いっそ、ハチミツづくりから.
一口含むと、なめらかなクリームの舌触りに、ハチミツ特有の、コクのある甘さが広がります。味わいの濃さは、一般的なハチミツとは比べものにならない美味しさです。近年、日本でも注目が集まりつつある、クリーミーはちみつ。温度管理をしながら適切に撹拌すると、きめ細かい結晶が均一に広がった、白いハチミツができあがります。これが、クリーミーはちみつです。
就労継続支援、はぁもにぃは、この、クリーミーはちみつを生産するための設備を、2021年度に実施した、新型コロナ感染症対応臨時助成金を活用して整備。試験製造の段階を乗り越え、待望の販売へ、めどが立つところまで漕ぎ着けました。
養蜂業に取り組まれた経緯から語ってくださったのは、理事長の長浜光子さんです。2008年に、放課後デイサービスから始まった、はぁもにぃは、4年後に就労の場ともなる、コミュニティ カフェを出店することに。そこで、お店に特徴を持たせようと色々な食材を探します。
「できる限り、地の物で、天然の甘味を探すうちに、ホームページの写真をお願いしていたカメラマンの紹介で、鈴木さんに連絡を取りました。ハチミツを仕入れさせてほしい、と」。養蜂園を営み、後に、はぁもにぃ養蜂部を世話することになる鈴木一さんの返事は、「だったら、両方やりませんか?」
最初は、「何を言っているんだろう?」と、思った、と長浜さん。しかし、養蜂が、海外では障害者の自立支援に一役買っていると聞くに及び、すぐに、鈴木さんの元に見学に。こうして、2013年、鈴木さんの養蜂園との共同事業で、はぁもにぃ養蜂部がスタートしました。
国内1号機を、いち早く.
以来、はぁもにぃの店舗や、オンラインで、天然非加熱の、純粋なハチミツを販売するほか、生産者からの依頼で、彼らの作物や、フルーツを乾燥させたものと、はぁもにぃのハチミツを原材料としたコンフィチュールなどの相手先ブランド名製造、オーイーエムで収益を上げてきました。
ちなみに、このオーイーエム事業で活躍しているのが、8年前に、当財団の助成を得て導入したフードドライヤー。「たくさんお仕事をいただき、機械はいまもフル稼働です」と、長浜さん。

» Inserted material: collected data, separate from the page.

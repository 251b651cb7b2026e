use crate::models::{Field, PinPrompt, TransferType, WizardStep};
use crate::services::TransferWizard;
use crate::utils::{format_money, format_timestamp};

pub async fn select_type(wizard: &mut TransferWizard, args: &[&str]) -> Result<String, String> {
    let Some(raw) = args.first() else {
        let options: Vec<&str> = TransferType::ALL.iter().map(|t| t.as_str()).collect();
        return Err(format!("Usage: type <{}>", options.join("|")));
    };
    let transfer_type: TransferType = raw.parse()?;

    wizard.select_transfer_type(transfer_type);
    wizard.on_input_changed().await;
    Ok(format!("✅ {} selected", transfer_type.title()))
}

pub fn select_account(wizard: &mut TransferWizard, args: &[&str]) -> Result<String, String> {
    let Some(id) = args.first() else {
        return Err("Usage: from <account id>".to_string());
    };
    if !wizard.select_from_account(id) {
        return Err(field_error(wizard, Field::FromAccountId));
    }
    let label = wizard
        .selected_account()
        .map(|a| a.display_label())
        .unwrap_or_default();
    Ok(format!("✅ Sending from {}", label))
}

/// `set <field> <value...>`; the value keeps its inner spaces
pub async fn set_field(wizard: &mut TransferWizard, args: &[&str]) -> Result<String, String> {
    if args.is_empty() {
        return Err("Usage: set <field> <value>".to_string());
    }
    let field = Field::from_api_key(&args[0].to_lowercase());
    if field == Field::General {
        return Err(format!("Unknown field '{}'", args[0]));
    }
    let value = args[1..].join(" ");
    let prompt_was_open = wizard.pin_prompt() != PinPrompt::Closed;

    wizard.set_field(field, value);
    match field {
        Field::FromAccountId => {}
        Field::Amount => wizard.on_input_changed().await,
        Field::ToAccountNumber | Field::ToIban => wizard.check_destination_account().await,
        Field::ToRoutingNumber => wizard.check_routing_number().await,
        _ => {}
    }

    let closed_note = if prompt_was_open && wizard.pin_prompt() == PinPrompt::Closed {
        "\nPIN prompt closed because the transfer changed. Use `submit` again."
    } else {
        ""
    };
    match wizard.errors().get(field) {
        Some(message) => Err(format!("{}: {}{}", field.label(), message, closed_note)),
        None => Ok(format!("✅ {} updated{}", field.label(), closed_note)),
    }
}

pub fn next(wizard: &mut TransferWizard) -> String {
    let before = wizard.step();
    if wizard.handle_next() {
        return status(wizard);
    }
    if before == WizardStep::Amount && wizard.errors().is_empty() {
        return "Ready to send. Type `submit` to continue.".to_string();
    }
    format!("❌ Please fix the following:\n{}", render_errors(wizard))
}

pub fn back(wizard: &mut TransferWizard) -> String {
    wizard.handle_previous();
    status(wizard)
}

pub fn dismiss(wizard: &mut TransferWizard) -> String {
    wizard.dismiss_general_error();
    "Dismissed".to_string()
}

pub fn reset(wizard: &mut TransferWizard) -> String {
    wizard.reset();
    format!("🆕 New transfer\n{}", status(wizard))
}

pub fn status(wizard: &TransferWizard) -> String {
    let step = wizard.step();
    let draft = wizard.draft();
    let mut lines = vec![format!("Step {}/4: {}", step.number(), step.title())];

    match step {
        WizardStep::SelectType => {
            lines.push(format!("  Type: {}", draft.transfer_type.title()));
        }
        WizardStep::Details => {
            let source = wizard
                .selected_account()
                .map(|a| a.display_label())
                .unwrap_or_else(|| "-".to_string());
            lines.push(format!("  From: {}", source));
            lines.push(format!("  {}: {}", Field::RecipientName.label(), draft.recipient_name));
            for field in draft.transfer_type.required_destination_fields() {
                lines.push(format!("  {}: {}", field.label(), draft.value(*field)));
            }
        }
        WizardStep::Amount => {
            lines.push(format!("  Amount: {} {}", draft.amount, draft.currency));
            lines.push(format!("  Description: {}", draft.description));
            if wizard.fee_loading() {
                lines.push("  Fees: calculating...".to_string());
            } else if let Some(quote) = wizard.fee_quote() {
                let suffix = if quote.is_estimate() { " (estimate)" } else { "" };
                lines.push(format!(
                    "  Total: {}{}",
                    format_money(quote.total_cost, &draft.currency),
                    suffix
                ));
            }
        }
        WizardStep::Result => {
            if let Some(result) = wizard.result() {
                lines.push(format!("  Reference: {}", result.reference));
                lines.push(format!(
                    "  Amount: {}",
                    format_money(result.amount, &result.currency)
                ));
                if let Some(status) = &result.status {
                    lines.push(format!("  Status: {}", status));
                }
                if let Some(created_at) = &result.created_at {
                    lines.push(format!("  Submitted: {}", format_timestamp(created_at)));
                }
                if let Some(message) = result.completion_message.as_ref().or(result.message.as_ref()) {
                    lines.push(format!("  {}", message));
                }
            }
        }
    }

    match wizard.pin_prompt() {
        PinPrompt::Closed => {}
        PinPrompt::Create => lines.push("🔐 Create a transfer PIN: `newpin <pin> <confirm>`".to_string()),
        PinPrompt::Verify => lines.push("🔐 Enter your transfer PIN: `pin <4 digits>`".to_string()),
    }
    if let Some(error) = wizard.pin_error() {
        lines.push(format!("  PIN: {}", error));
    }
    if !wizard.errors().is_empty() {
        lines.push(render_errors(wizard));
    }

    lines.join("\n")
}

fn field_error(wizard: &TransferWizard, field: Field) -> String {
    wizard
        .errors()
        .get(field)
        .unwrap_or("Invalid value")
        .to_string()
}

fn render_errors(wizard: &TransferWizard) -> String {
    wizard
        .errors()
        .iter()
        .map(|(field, message)| match field {
            Field::General => format!("  ⚠️ {}", message),
            _ => format!("  • {}: {}", field.label(), message),
        })
        .collect::<Vec<_>>()
        .join("\n")
}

しかし、新型コロナ感染症と、養蜂資材の高騰による打撃は、遥かにそれを上回るものがあった、と言います。
そこで、現状を打開すべく、白羽の矢を立てたのが、海外では先行して人気の出ている、クリーミーはちみつです。
ポーランドのメーカーが、3、4年前に発売した製造器を、専門誌の記事で目にしていた鈴木さん。とある国内商社が、その取り扱いを始めた、と聞きつけたからです。
そして、一昨年の10月、国内1号機が、無事、はぁもにぃに導入されました。
検証を重ねて、ようやく.
すぐに試作に取りかかり、昨年1月から、複数の商談会に出品すると、「すごく評判が良くて、すぐにも卸してほしい、と引き合いが来ましたが、まだ試作の段階なので、と待っていただいてます」と、長浜さん。手応えは十分でしたが、一般販売には慎重を期しました。ハチミツを、ほどよく結晶化させることがクリーム化の肝ですが、配合や、温度に大きく影響を受けるからです。
鈴木さん曰く、「冷蔵販売なら、もう完成していて、販売できる」そうですが、常温で、品質を長期間保持できるか、現在、実際に、複数のサンプルを室温で保管して、状態を検証しているところです。とはいえ、順調にいけば、正式販売はもうすぐの予定。ひとまず、気温の下がる秋以降を目標にしています。
「取引先の生協さんで、10月からの数ヵ月間、季節限定で販売する話が、ようやくまとまりました」と、長浜さん。
昨年度は、売上が、前年三割減で赤字決算になりましたが、「これまで、給料を下げたことは一度もありません」。平均給料月額は、9万円台を達成させました。
「コロナで借入も増えました。でも、自分には言いたいことがあって、環境さえあれば、力を発揮できる子たちがいる以上、やっぱり、諦めるようなことは、うちにはできません。
ただ、収益を出していかないと、法人そのものが、もう、危うくなってしまう、というようなはざまにずっといるのも事実です」。
そう語る長浜さんたちは、現在、事業体制の再編にも取り組んでいます。経費がかかるだけで、今、持つ必要のないものは手放して、スリムに。その代わりに、必要に応じて、外部ときちんと連携するしなやかさを手に入れよう、と模索中です。
ヒットの予感を放つクリーミーはちみつが、はぁもにぃの挑戦に大きな弾みをつけてくれるに違いありません。